Desperté en una habitación blanca, había sólo una mujer.


-¡Vaya! –exclamó-. ¡Por fin te has despertado! ¿qué tal has dormido, bello durmiente?


-¿Perdone? –pregunté confuso-. ¿Dónde estoy?


-¡Todos los días la misma pregunta! Estás en un hospital psiquiátrico desde hace tres meses. Eres Juan Antonio Fernández y trabajas en una granja con tu padre.


-¿Granja? ¡Yo no tengo ninguna granja! ¡Soy auxiliar de enfermería! ¡Y mi padre ha muerto en un accidente de coche!


-Iré a buscar de nuevo al Dr. Capdevilla.

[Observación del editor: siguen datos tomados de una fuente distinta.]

use bodygraph::core::strategies::{FormClientStrategy, TransportProfile};
use bodygraph::{BirthData, ChartStrategy, Settings, StrategyOutcome};
use httpmock::prelude::*;

fn settings_for(server: &MockServer) -> Settings {
    let mut settings = Settings::default();
    settings.site.base_url = server.base_url();
    settings.http.request_delay_ms = 0;
    settings
}

fn birth() -> BirthData {
    BirthData {
        name: "John Doe".to_string(),
        email: None,
        day: 15,
        month: 6,
        year: 1990,
        hour: 14,
        minute: 30,
        country: "Pakistan".to_string(),
        city: "Peshawar".to_string(),
        timezone_is_utc: false,
    }
}

const FORM_PAGE: &str = r#"
    <html><body>
      <form method="post" action="/chart/new">
        <input name="__RequestVerificationToken" type="hidden" value="tok-abc-123">
        <input name="name"><input name="country"><input name="city">
        <button type="submit">Calculate</button>
      </form>
    </body></html>
"#;

const RESULT_PAGE: &str = r#"
    <html><body>
      <div id="chart-results">
        <ul>
          <li>Type: Generator</li>
          <li>Profile: 1/3</li>
        </ul>
        <div><h3>Design</h3><ul><li>Sun 34.2 ▲</li></ul></div>
        <div><h3>Personality</h3><ul><li>Sun 45.1 ▼</li></ul></div>
        <div class="bodygraph"><img src="/render/chart.png"></div>
        <input type="hidden" name="DownloadToken" value="ZG93bmxvYWQ=">
      </div>
    </body></html>
"#;

#[tokio::test]
async fn full_form_flow_extracts_a_chart() {
    let server = MockServer::start();

    let get_mock = server.mock(|when, then| {
        when.method(GET).path("/chart/new");
        then.status(200)
            .header("Content-Type", "text/html")
            .body(FORM_PAGE);
    });

    let post_mock = server.mock(|when, then| {
        when.method(POST)
            .path("/chart/new")
            .body_contains("__RequestVerificationToken=tok-abc-123")
            .body_contains("country=Pakistan")
            .body_contains("timezone=Asia%2FKarachi");
        then.status(200)
            .header("Content-Type", "text/html")
            .body(RESULT_PAGE);
    });

    let strategy = FormClientStrategy::new(&settings_for(&server), TransportProfile::Standard)
        .expect("strategy construction");

    let outcome = strategy.submit(&birth()).await;
    get_mock.assert();
    post_mock.assert();

    let StrategyOutcome::Success(result) = outcome else {
        panic!("expected success");
    };
    assert_eq!(result.properties.get("type").unwrap(), "Generator");
    assert_eq!(result.properties.get("profile").unwrap(), "1/3");
    assert_eq!(result.design_activations, vec!["Sun 34.2 ▲"]);
    assert_eq!(result.personality_activations, vec!["Sun 45.1 ▼"]);
    assert_eq!(
        result.chart_image_url.as_deref(),
        Some(format!("{}/render/chart.png", server.base_url()).as_str())
    );
    assert_eq!(result.download_token.as_deref(), Some("ZG93bmxvYWQ="));
}

#[tokio::test]
async fn submission_proceeds_with_empty_token_when_form_page_has_none() {
    let server = MockServer::start();

    server.mock(|when, then| {
        when.method(GET).path("/chart/new");
        then.status(200).body("<html><body><form></form></body></html>");
    });
    let post_mock = server.mock(|when, then| {
        when.method(POST).path("/chart/new");
        then.status(200).body(RESULT_PAGE);
    });

    let strategy = FormClientStrategy::new(&settings_for(&server), TransportProfile::Standard)
        .expect("strategy construction");

    let outcome = strategy.submit(&birth()).await;
    post_mock.assert();
    assert!(matches!(outcome, StrategyOutcome::Success(_)));
}

#[tokio::test]
async fn failure_page_becomes_a_failure_outcome() {
    let server = MockServer::start();

    server.mock(|when, then| {
        when.method(GET).path("/chart/new");
        then.status(200).body(FORM_PAGE);
    });
    server.mock(|when, then| {
        when.method(POST).path("/chart/new");
        then.status(200)
            .body("<html><body><h1>Something went wrong</h1></body></html>");
    });

    let strategy = FormClientStrategy::new(&settings_for(&server), TransportProfile::Standard)
        .expect("strategy construction");

    let StrategyOutcome::Failure(reason) = strategy.submit(&birth()).await else {
        panic!("expected failure");
    };
    assert!(reason.contains("failure page"));
}

#[tokio::test]
async fn server_error_status_becomes_a_failure_outcome() {
    let server = MockServer::start();

    server.mock(|when, then| {
        when.method(GET).path("/chart/new");
        then.status(200).body(FORM_PAGE);
    });
    server.mock(|when, then| {
        when.method(POST).path("/chart/new");
        then.status(503);
    });

    let strategy = FormClientStrategy::new(&settings_for(&server), TransportProfile::Hardened)
        .expect("strategy construction");

    let StrategyOutcome::Failure(reason) = strategy.submit(&birth()).await else {
        panic!("expected failure");
    };
    // Status errors are transport-level, not extraction failures.
    assert!(reason.contains("transport failure"));
    assert!(reason.contains("503"));
}

#[tokio::test]
async fn hardened_profile_retries_the_post_once() {
    let server = MockServer::start();

    server.mock(|when, then| {
        when.method(GET).path("/chart/new");
        then.status(200).body(FORM_PAGE);
    });
    // Delay beyond the hardened profile's timeout so the first POST dies
    // in transport, then the retry hits the same slow mock and fails too:
    // the outcome is a transport failure after exactly two attempts.
    let post_mock = server.mock(|when, then| {
        when.method(POST).path("/chart/new");
        then.status(200)
            .delay(std::time::Duration::from_secs(20))
            .body(RESULT_PAGE);
    });

    let mut settings = settings_for(&server);
    settings.http.timeout_secs = 2; // hardened halves this to 1s

    let strategy = FormClientStrategy::new(&settings, TransportProfile::Hardened)
        .expect("strategy construction");

    let outcome = strategy.submit(&birth()).await;
    assert!(matches!(outcome, StrategyOutcome::Failure(_)));
    post_mock.assert_hits(2);
}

La enfermera salió por la puerta. Al minuto o así entró un hombre, era un hombre extraño, iba enfundado en una gabardina tan larga que le cubría los tobillos, usaba un sombrero de ala que sumía su cara en las sombras y calzaba unos zapatos manchados de sangre. Se quitó el sombrero, mostró su cara. Ahogué un chillido de terror al mirarle a los ojos, o mejor dicho, al mirarme pues sus rasgos faciales eran los míos. Hasta en el más mínimo detalle, aquél hombre era idéntico a mí. Sacó de su bolsillo una navaja que la identifiqué como la que yo mismo había extraído aquella noche perdida en el tiempo y sin abrir la boca, me degolló. Caí al suelo empapándome en mi sangre mientras él salía por la puerta poniéndose de nuevo el sombrero.

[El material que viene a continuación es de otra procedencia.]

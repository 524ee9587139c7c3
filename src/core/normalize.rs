//! Maps free-text country/city input to the external site's expected
//! canonical values and derives a timezone. Pure functions over static
//! read-only tables; no I/O, fully deterministic.

use crate::domain::model::NormalizedLocation;

/// Lowercased input key to the site's canonical country spelling.
const COUNTRIES: &[(&str, &str)] = &[
    ("afghanistan", "Afghanistan"),
    ("argentina", "Argentina"),
    ("australia", "Australia"),
    ("bangladesh", "Bangladesh"),
    ("brazil", "Brazil"),
    ("canada", "Canada"),
    ("china", "China"),
    ("egypt", "Egypt"),
    ("france", "France"),
    ("germany", "Germany"),
    ("india", "India"),
    ("indonesia", "Indonesia"),
    ("iran", "Iran"),
    ("italy", "Italy"),
    ("japan", "Japan"),
    ("malaysia", "Malaysia"),
    ("mexico", "Mexico"),
    ("netherlands", "Netherlands"),
    ("nigeria", "Nigeria"),
    ("pakistan", "Pakistan"),
    ("philippines", "Philippines"),
    ("russia", "Russia"),
    ("saudi arabia", "Saudi Arabia"),
    ("south africa", "South Africa"),
    ("south korea", "South Korea"),
    ("spain", "Spain"),
    ("sri lanka", "Sri Lanka"),
    ("turkey", "Turkey"),
    ("uae", "United Arab Emirates"),
    ("united arab emirates", "United Arab Emirates"),
    ("uk", "United Kingdom"),
    ("united kingdom", "United Kingdom"),
    ("usa", "United States"),
    ("united states", "United States"),
];

/// Per-country city tables: lowercased input key to the site's canonical
/// city label (the site encodes the administrative region in the label).
const CITIES: &[(&str, &[(&str, &str)])] = &[
    (
        "Pakistan",
        &[
            ("peshawar", "Peshawar (Khyber Pakhtunkhwa)"),
            ("karachi", "Karachi (Sindh)"),
            ("lahore", "Lahore (Punjab)"),
            ("islamabad", "Islamabad (Islamabad Capital Territory)"),
            ("rawalpindi", "Rawalpindi (Punjab)"),
            ("faisalabad", "Faisalabad (Punjab)"),
            ("multan", "Multan (Punjab)"),
            ("quetta", "Quetta (Balochistan)"),
        ],
    ),
    (
        "India",
        &[
            ("delhi", "Delhi (National Capital Territory)"),
            ("new delhi", "New Delhi (National Capital Territory)"),
            ("mumbai", "Mumbai (Maharashtra)"),
            ("kolkata", "Kolkata (West Bengal)"),
            ("chennai", "Chennai (Tamil Nadu)"),
            ("bangalore", "Bengaluru (Karnataka)"),
            ("hyderabad", "Hyderabad (Telangana)"),
        ],
    ),
    (
        "United States",
        &[
            ("new york", "New York (New York)"),
            ("los angeles", "Los Angeles (California)"),
            ("chicago", "Chicago (Illinois)"),
            ("houston", "Houston (Texas)"),
            ("phoenix", "Phoenix (Arizona)"),
        ],
    ),
    (
        "United Kingdom",
        &[
            ("london", "London (England)"),
            ("manchester", "Manchester (England)"),
            ("birmingham", "Birmingham (England)"),
            ("glasgow", "Glasgow (Scotland)"),
            ("cardiff", "Cardiff (Wales)"),
        ],
    ),
    (
        "Germany",
        &[
            ("berlin", "Berlin (Berlin)"),
            ("hamburg", "Hamburg (Hamburg)"),
            ("munich", "Munich (Bavaria)"),
            ("frankfurt", "Frankfurt am Main (Hesse)"),
        ],
    ),
    (
        "Australia",
        &[
            ("sydney", "Sydney (New South Wales)"),
            ("melbourne", "Melbourne (Victoria)"),
            ("brisbane", "Brisbane (Queensland)"),
            ("perth", "Perth (Western Australia)"),
        ],
    ),
];

/// Needle (matched case-insensitively against resolved city, then country)
/// to IANA timezone. First match wins.
const TIMEZONES: &[(&str, &str)] = &[
    ("pakistan", "Asia/Karachi"),
    ("karachi", "Asia/Karachi"),
    ("peshawar", "Asia/Karachi"),
    ("lahore", "Asia/Karachi"),
    ("islamabad", "Asia/Karachi"),
    ("india", "Asia/Kolkata"),
    ("delhi", "Asia/Kolkata"),
    ("mumbai", "Asia/Kolkata"),
    ("kolkata", "Asia/Kolkata"),
    ("bangladesh", "Asia/Dhaka"),
    ("sri lanka", "Asia/Colombo"),
    ("afghanistan", "Asia/Kabul"),
    ("iran", "Asia/Tehran"),
    ("saudi arabia", "Asia/Riyadh"),
    ("united arab emirates", "Asia/Dubai"),
    ("turkey", "Europe/Istanbul"),
    ("egypt", "Africa/Cairo"),
    ("nigeria", "Africa/Lagos"),
    ("south africa", "Africa/Johannesburg"),
    ("united kingdom", "Europe/London"),
    ("london", "Europe/London"),
    ("france", "Europe/Paris"),
    ("germany", "Europe/Berlin"),
    ("berlin", "Europe/Berlin"),
    ("netherlands", "Europe/Amsterdam"),
    ("italy", "Europe/Rome"),
    ("spain", "Europe/Madrid"),
    ("russia", "Europe/Moscow"),
    ("china", "Asia/Shanghai"),
    ("japan", "Asia/Tokyo"),
    ("south korea", "Asia/Seoul"),
    ("indonesia", "Asia/Jakarta"),
    ("malaysia", "Asia/Kuala_Lumpur"),
    ("philippines", "Asia/Manila"),
    ("sydney", "Australia/Sydney"),
    ("melbourne", "Australia/Melbourne"),
    ("australia", "Australia/Sydney"),
    ("new york", "America/New_York"),
    ("chicago", "America/Chicago"),
    ("houston", "America/Chicago"),
    ("phoenix", "America/Phoenix"),
    ("los angeles", "America/Los_Angeles"),
    ("united states", "America/New_York"),
    ("canada", "America/Toronto"),
    ("mexico", "America/Mexico_City"),
    ("brazil", "America/Sao_Paulo"),
    ("argentina", "America/Argentina/Buenos_Aires"),
];

/// Resolve free-text country/city to the site's canonical values plus a
/// timezone. Unmapped values pass through unchanged (the external site may
/// still resolve them); the timezone falls back to UTC.
pub fn normalize(country: &str, city: &str) -> NormalizedLocation {
    let resolved_country = resolve_country(country);
    let resolved_city = resolve_city(&resolved_country, city);
    let timezone = resolve_timezone(&resolved_city, &resolved_country);

    NormalizedLocation {
        country: resolved_country,
        city: resolved_city,
        timezone,
    }
}

fn resolve_country(input: &str) -> String {
    let needle = input.trim().to_lowercase();
    if needle.is_empty() {
        return input.to_string();
    }

    for (key, canonical) in COUNTRIES {
        if *key == needle {
            return (*canonical).to_string();
        }
    }
    for (key, canonical) in COUNTRIES {
        if key.starts_with(&needle) || needle.starts_with(key) {
            return (*canonical).to_string();
        }
    }

    tracing::warn!("Unmapped country '{}', passing through as-is", input);
    input.trim().to_string()
}

fn resolve_city(country: &str, input: &str) -> String {
    let needle = input.trim().to_lowercase();
    let Some((_, cities)) = CITIES.iter().find(|(c, _)| *c == country) else {
        return input.trim().to_string();
    };

    for (key, canonical) in *cities {
        if *key == needle {
            return (*canonical).to_string();
        }
    }
    for (key, canonical) in *cities {
        if key.contains(&needle) || needle.contains(key) {
            return (*canonical).to_string();
        }
    }

    tracing::warn!("Unmapped city '{}' for {}, passing through as-is", input, country);
    input.trim().to_string()
}

fn resolve_timezone(city: &str, country: &str) -> String {
    let city = city.to_lowercase();
    let country = country.to_lowercase();

    for (needle, tz) in TIMEZONES {
        if city.contains(needle) {
            return (*tz).to_string();
        }
    }
    for (needle, tz) in TIMEZONES {
        if country.contains(needle) {
            return (*tz).to_string();
        }
    }

    "UTC".to_string()
}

-¿Señor Fernández? –dijo un hombre de pelo cano al teléfono-. Soy el Dr. Capdevilla, el médico de su hijo. Lamento informarle de que Juan Antonio ha muerto. La enfermera lo encontró colgado esta mañana, según parece se ha ahorcado durante la noche con una sábana. No presenta ningún otro tipo de lesión.


El doctor estuvo contando todos los detalles de mi muerte a mi padre y consoló a mi madre. Cuando colgó el teléfono, el doctor Capdevilla se sirvió un wisky mientras acababa de limpiar sus zapatos. Después cogió su gabardina, una larga gabardina y su sombrero de ala. Finalmente, se fue derechito a su coche, un flamante mercedes negro.